Here are four Day #2 strategies:
- Out of the box, Slack default channels are #general and #random. I’ve added two to the default set-up: #intros and #dailychallenge. The purpose of the first is obvious. Take a moment to introduce yourself – say as little or as much as you like – but, announce yourself to the community. It’s a small bit of ceremony that reminds us that there are humans behind the words.
- Slack gives you flexibility in terms of how you configure your team as well as who has access to do said configuration. On both of my teams, I’ve left all of this power in the user’s hands. This has resulted in some brilliant hacks. The Slackbot on the Leadership channel gently corrects poorly used gender pronouns. Over at Destiny, we’ve set-up a bot that looks up Destiny gear for us. By leaving the configuration of Slack mostly up to the denizens of the team, they treat it as they would treat their home.
- The first day enthusiasm often spills over into the second day with a simple request, “We should have a channel about X!” My response is a consistent and firm, “Channels are free.” Anyone can create a channel. Yes, this does mean there is a graveyard of channels amongst the 200 channels on the Leadership channel that were active for 24 hours and died, but it means that there are a handful of well-populated channels that have daily active conversations that would not have existed if channels required approval.
- On #dailychallenge on Leadership, we post a daily question on the topic of leadership. The point? Give the humans a daily reason to come and converse. After running #dailychallenge for a few weeks, I handed off the baton to an active participant on the channel. Now, each week, a new Slacker runs the challenge for the week only to nominate someone else for the next.
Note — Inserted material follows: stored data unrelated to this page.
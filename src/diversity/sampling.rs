//! Weighted random sampling without replacement.

use rand::Rng;

/// Draw up to `k` items from `items` without replacement, weighted by
/// `weights` (same length, same order).
///
/// On each draw the pool total is `sum(max(0, w))`. If the total is zero the
/// next item is drawn uniformly from the remaining pool. Negative weights
/// are treated as zero for sampling probability but the item stays eligible
/// (it can only be picked while the whole remaining pool has zero total).
///
/// If floating-point rounding causes the running-sum scan to fall through
/// without exceeding the draw (every remaining weight effectively zero), the
/// fallback clamps to the last remaining index rather than panicking or
/// looping.
///
/// # Panics
/// Panics if `items.len() != weights.len()`.
#[must_use]
pub fn weighted_sample<T: Clone>(
    items: &[T],
    weights: &[f64],
    k: usize,
    rng: &mut impl Rng,
) -> Vec<T> {
    assert_eq!(items.len(), weights.len());

    let mut pool: Vec<(T, f64)> = items.iter().cloned().zip(weights.iter().copied()).collect();
    let mut result = Vec::with_capacity(k.min(pool.len()));

    while result.len() < k && !pool.is_empty() {
        let total: f64 = pool.iter().map(|(_, w)| w.max(0.0)).sum();

        let chosen = if total <= 0.0 {
            rng.gen_range(0..pool.len())
        } else {
            let draw = rng.gen_range(0.0..total);
            let mut running = 0.0;
            let mut chosen = pool.len() - 1;
            let mut found = false;
            for (i, (_, w)) in pool.iter().enumerate() {
                running += w.max(0.0);
                if running > draw {
                    chosen = i;
                    found = true;
                    break;
                }
            }
            if !found {
                chosen = pool.len() - 1;
            }
            chosen
        };

        result.push(pool.remove(chosen).0);
    }

    result
}
//! Tokenization, shingling and Jaccard similarity.
//!
//! The punctuation class and stop-word set here are the single source of
//! truth for document statistics, per-candidate term frequency, query
//! tokenization and shingle generation. Any other module that needs to
//! tokenize text MUST go through [`tokenize`] rather than duplicating the
//! rule set; a drift here is a correctness bug, not a style issue.

use std::collections::HashSet;

const PUNCTUATION: &[char] = &[
    '`', '~', '!', '@', '#', '$', '%', '^', '&', '*', '(', ')', '-', '_', '=', '+', '[', ']', '{',
    '}', ';', ':', '\'', '"', ',', '.', '<', '>', '/', '?', '\\', '|',
];

const STOP_WORDS: &[&str] = &[
    "the", "a", "an", "and", "or", "but", "of", "to", "in", "on", "for", "with", "is", "it", "as",
    "at", "by", "be", "are", "was", "were", "this", "that", "from", "we", "you", "they", "i",
    "me", "my", "your",
];

const MIN_TOKEN_LEN: usize = 2;

/// Default shingle window size used throughout the crate.
pub const DEFAULT_SHINGLE_SIZE: usize = 3;

/// Lowercase, strip punctuation, split on whitespace, drop short tokens and
/// stop words. Deterministic and total; order is preserved for shingling.
#[must_use]
pub fn tokenize(text: &str) -> Vec<String> {
    let normalized: String = text
        .chars()
        .map(|c| if PUNCTUATION.contains(&c) { ' ' } else { c })
        .collect::<String>()
        .to_lowercase();

    normalized
        .split_whitespace()
        .filter(|tok| tok.len() >= MIN_TOKEN_LEN)
        .filter(|tok| !STOP_WORDS.contains(tok))
        .map(str::to_owned)
        .collect()
}

/// Sliding window over the token sequence, joined by a single space.
/// Empty if there are fewer than `n` tokens.
#[must_use]
pub fn shingles(tokens: &[String], n: usize) -> HashSet<String> {
    if n == 0 || tokens.len() < n {
        return HashSet::new();
    }
    tokens
        .windows(n)
        .map(|window| window.join(" "))
        .collect()
}

/// Jaccard similarity of the 3-shingle sets of `a` and `b`; `0.0` when both
/// sets are empty.
#[must_use]
pub fn jaccard_similarity(a: &str, b: &str) -> f64 {
    let shingles_a = shingles(&tokenize(a), DEFAULT_SHINGLE_SIZE);
    let shingles_b = shingles(&tokenize(b), DEFAULT_SHINGLE_SIZE);

    if shingles_a.is_empty() && shingles_b.is_empty() {
        return 0.0;
    }

    let intersection = shingles_a.intersection(&shingles_b).count();
    let union = shingles_a.union(&shingles_b).count();

    if union == 0 {
        0.0
    } else {
        intersection as f64 / union as f64
    }
}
This model of an active engaged leader posting an interesting question each week day, #dailychallenge is guaranteed to have a healthy conversation on any given day with a fresh new voice each week.
The Day 2 strategies are designed to connect the community and to put the power of where it goes squarely in the hands of those who best know where to take it.
Why Slack Now?
Slack is IRC. It’s a fresh coat of paint on an idea that has been around since the late 80s. The question is: why now? Why does an idea that has been around for years gain traction now?
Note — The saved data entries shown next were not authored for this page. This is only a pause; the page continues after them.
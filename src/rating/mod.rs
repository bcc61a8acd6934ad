//! Bayesian (mean, variance) rating per (memoryId, kernelId) pair, with
//! Thompson-sampling exploration.

pub mod store;

pub use store::{
    initialize_rating, thompson_sample, thompson_to_unit_interval, update_rating,
};
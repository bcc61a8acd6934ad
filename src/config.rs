//! Selection configuration: the composite-utility weights and algorithm
//! constants as named, overridable fields instead of buried literals.
//!
//! `SelectionConfig::default()` reproduces the canonical constants (BM25's
//! `k1`/`b`, the composite weights, MMR's `lambda`, the oversample factor,
//! the default output limit) exactly.

use serde::{Deserialize, Serialize};

use crate::scoring::bm25;
use crate::diversity::mmr;

/// Composite-utility weights. Must sum to `1.0`.
#[derive(Debug, Clone, Copy, PartialEq, Serialize, Deserialize)]
pub struct SignalWeights {
    pub importance: f64,
    pub tag_relevance: f64,
    pub lexical: f64,
    pub recency: f64,
    pub centrality: f64,
    pub thompson: f64,
}

impl Default for SignalWeights {
    fn default() -> Self {
        Self {
            importance: 0.10,
            tag_relevance: 0.25,
            lexical: 0.30,
            recency: 0.10,
            centrality: 0.10,
            thompson: 0.15,
        }
    }
}

/// Top-level configuration for `selectMemories`.
#[derive(Debug, Clone, Copy, PartialEq, Serialize, Deserialize)]
pub struct SelectionConfig {
    pub weights: SignalWeights,
    /// BM25 term-frequency saturation.
    pub bm25_k1: f64,
    /// BM25 document-length normalization.
    pub bm25_b: f64,
    /// MMR relevance/novelty trade-off.
    pub mmr_lambda: f64,
    /// Oversample pool size as a multiple of the requested limit.
    pub oversample_factor: usize,
    /// Default number of memories returned when the caller doesn't override it.
    pub default_limit: usize,
}

impl Default for SelectionConfig {
    fn default() -> Self {
        Self {
            weights: SignalWeights::default(),
            bm25_k1: bm25::K1,
            bm25_b: bm25::B,
            mmr_lambda: mmr::DEFAULT_LAMBDA,
            oversample_factor: 3,
            default_limit: 20,
        }
    }
}

impl SelectionConfig {
    /// Load a config from a TOML file, falling back to [`Default`] for any
    /// field the file omits. Returns the default config if `path` does not
    /// exist.
    ///
    /// # Errors
    /// Returns an error if the file exists but fails to parse.
    pub fn from_file(path: impl AsRef<std::path::Path>) -> Result<Self, ConfigError> {
        let path = path.as_ref();
        if !path.exists() {
            return Ok(Self::default());
        }
        let raw = std::fs::read_to_string(path).map_err(|e| ConfigError::Read(e.to_string()))?;
        toml::from_str(&raw).map_err(|e| ConfigError::Parse(e.to_string()))
    }
}

#[derive(Debug, thiserror::Error)]
pub enum ConfigError {
    #[error("failed to read config file: {0}")]
    Read(String),
    #[error("failed to parse config file: {0}")]
    Parse(String),
}
//! End-to-end scenarios exercising the public selection and learning API
//! together, the way a host application would use this crate.

use std::collections::HashMap;

use chrono::Utc;
use memory_core::prelude::*;
use rand::rngs::StdRng;
use rand::SeedableRng;

fn chunk(id: &str, content: &str, tags: &[&str], importance: i64) -> MemoryChunk {
    MemoryChunk::new(id, content, tags.iter().copied(), importance, Utc::now())
}

#[test]
fn pure_lexical_ranks_relevant_above_irrelevant() {
    let memories = vec![
        chunk("A", "distributed consensus raft", &["systems"], 5),
        chunk("B", "cooking recipes onion", &["systems"], 5),
    ];
    let kernel = PromptKernel::new("k1", "", "raft consensus algorithm", ["systems"]);
    let ratings = HashMap::new();
    // B shares no token with the query, so its lexical signal is exactly
    // zero while A's is not; zeroing the thompson weight removes the only
    // other source of variation so the ranking is deterministic for any seed.
    let config = SelectionConfig {
        weights: SignalWeights { thompson: 0.0, lexical: 0.45, ..SelectionConfig::default().weights },
        ..SelectionConfig::default()
    };

    for seed in 0..20 {
        let mut rng = StdRng::seed_from_u64(seed);
        let out = select_memories(
            &memories,
            &kernel,
            &ratings,
            &config,
            &SelectOptions { limit: Some(2), ..Default::default() },
            &mut rng,
            Utc::now(),
        );

        assert_eq!(out.len(), 2);
        let pos_a = out.iter().position(|m| m.memory_id == "A").unwrap();
        let pos_b = out.iter().position(|m| m.memory_id == "B").unwrap();
        assert!(pos_a < pos_b, "lexically relevant memory must outrank the irrelevant one");
    }
}

#[test]
fn tag_prefilter_excludes_non_matching() {
    let memories = vec![
        chunk("A", "distributed consensus raft", &["systems"], 5),
        chunk("B", "cooking recipes onion", &["cooking"], 5),
    ];
    let kernel = PromptKernel::new("k1", "", "raft consensus algorithm", ["systems"]);
    let ratings = HashMap::new();
    let mut rng = StdRng::seed_from_u64(1);

    let out = select_memories(
        &memories,
        &kernel,
        &ratings,
        &SelectionConfig::default(),
        &SelectOptions::default(),
        &mut rng,
        Utc::now(),
    );

    assert_eq!(out.len(), 1);
    assert_eq!(out[0].memory_id, "A");
}

/// B is a literal duplicate of A; C shares no tokens with either. The
/// oversample pool equals the full candidate set (3 candidates, limit 2,
/// default oversample factor 3), so which item is drawn first is the only
/// randomness left, and by symmetry that can never change the outcome:
/// MMR always keeps exactly one of {A, B} plus C, never both duplicates.
#[test]
fn diversity_keeps_one_duplicate_and_the_distinct_item() {
    let memories = vec![
        chunk("A", "raft leader election protocol design notes", &["systems"], 5),
        chunk("B", "raft leader election protocol design notes", &["systems"], 5),
        chunk("C", "cooking onion soup dinner tonight recipe", &["systems"], 5),
    ];
    let kernel = PromptKernel::new("k1", "", "raft leader election protocol", ["systems"]);
    let ratings = HashMap::new();
    let config = SelectionConfig {
        weights: SignalWeights { thompson: 0.0, lexical: 0.45, ..SelectionConfig::default().weights },
        ..SelectionConfig::default()
    };

    for seed in 0..20 {
        let mut rng = StdRng::seed_from_u64(seed);
        let out = select_memories(
            &memories,
            &kernel,
            &ratings,
            &config,
            &SelectOptions { limit: Some(2), ..Default::default() },
            &mut rng,
            Utc::now(),
        );

        assert_eq!(out.len(), 2);
        let ids: std::collections::HashSet<_> = out.iter().map(|m| m.memory_id.as_str()).collect();
        assert!(ids.contains("C"), "the distinct candidate must survive diversification");
        assert!(
            !(ids.contains("A") && ids.contains("B")),
            "near-duplicate candidates must not both appear: {ids:?}"
        );
    }
}

#[tokio::test]
async fn single_positive_feedback_matches_pinned_kalman_update() {
    let storage = std::sync::Arc::new(InMemorySettingsStore::new());
    let loop_ = LearningLoop::new(storage);
    let now = Utc::now();

    loop_
        .apply_feedback("profile-1", "k1", "ctx-1", &[("m1".to_string(), Reward::Positive)], now)
        .await
        .unwrap();

    let ratings = loop_.load_ratings("profile-1").await.unwrap();
    let rating = ratings.values().next().unwrap();
    assert!((rating.mu - 0.5).abs() < 1e-6);
    assert!((rating.sigma - (0.5_f64.sqrt() + 0.01)).abs() < 1e-6);
    assert_eq!(rating.uses, 1);
}

#[tokio::test]
async fn record_usage_logs_positive_reward_for_every_memory() {
    let storage = std::sync::Arc::new(InMemorySettingsStore::new());
    let loop_ = LearningLoop::new(storage);
    let now = Utc::now();

    loop_
        .record_usage("profile-1", "k1", "ctx-1", &["m1".to_string(), "m2".to_string()], now)
        .await
        .unwrap();

    let ratings = loop_.load_ratings("profile-1").await.unwrap();
    assert_eq!(ratings.len(), 2);
    for rating in ratings.values() {
        assert_eq!(rating.uses, 1);
    }

    let interactions = loop_.load_interactions("profile-1").await.unwrap();
    assert_eq!(interactions.len(), 2);
    assert!(interactions.iter().all(|i| i.reward == Reward::Positive));
}

#[tokio::test]
async fn interaction_log_retains_only_the_most_recent_1000_in_order() {
    let storage = std::sync::Arc::new(InMemorySettingsStore::new());
    let loop_ = LearningLoop::new(storage);
    let now = Utc::now();

    for i in 0..1500 {
        loop_
            .apply_feedback("profile-1", "k1", "ctx-1", &[(format!("m{i}"), Reward::Neutral)], now)
            .await
            .unwrap();
    }

    let interactions = loop_.load_interactions("profile-1").await.unwrap();
    assert_eq!(interactions.len(), 1000);
    assert_eq!(interactions.first().unwrap().memory_id, "m500");
    assert_eq!(interactions.last().unwrap().memory_id, "m1499");
}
For a set of technologies that has been designed to connect us regardless of where we might be on the planet, the Internet is increasing impersonal and hostile.
The signal to noise ratio emitting from massive communities like Reddit or YouTube is awful. Even with legions of well-intentioned humans dedicated to enforcing basic rules of conduct, it’s still work finding the right signal and even when you do, you’re often wading through some of the most offensive parts of human behavior.
I Slack because I like hanging with my tribe. My tribe is a knowable set of humans who not only have common interests, but also shared values. This combination results in healthy and productive discourse with very little effort. There are hundreds of people on both the Slack channels I tend and we’ve had exactly *zero* incidents resulting in someone being removed from the community. This doesn’t mean there haven’t been flare ups, but when that occurs, it doesn’t escalate – it’s debated. It’s resolved. We learn and we move forward.
We’re ready for Slack because we want to feel connected. We want to make the world full of strange people feel more personal. I’m very happy to report in the months I’ve been Slacking that the group of humans I call friends has – for the first time in years – significantly grown.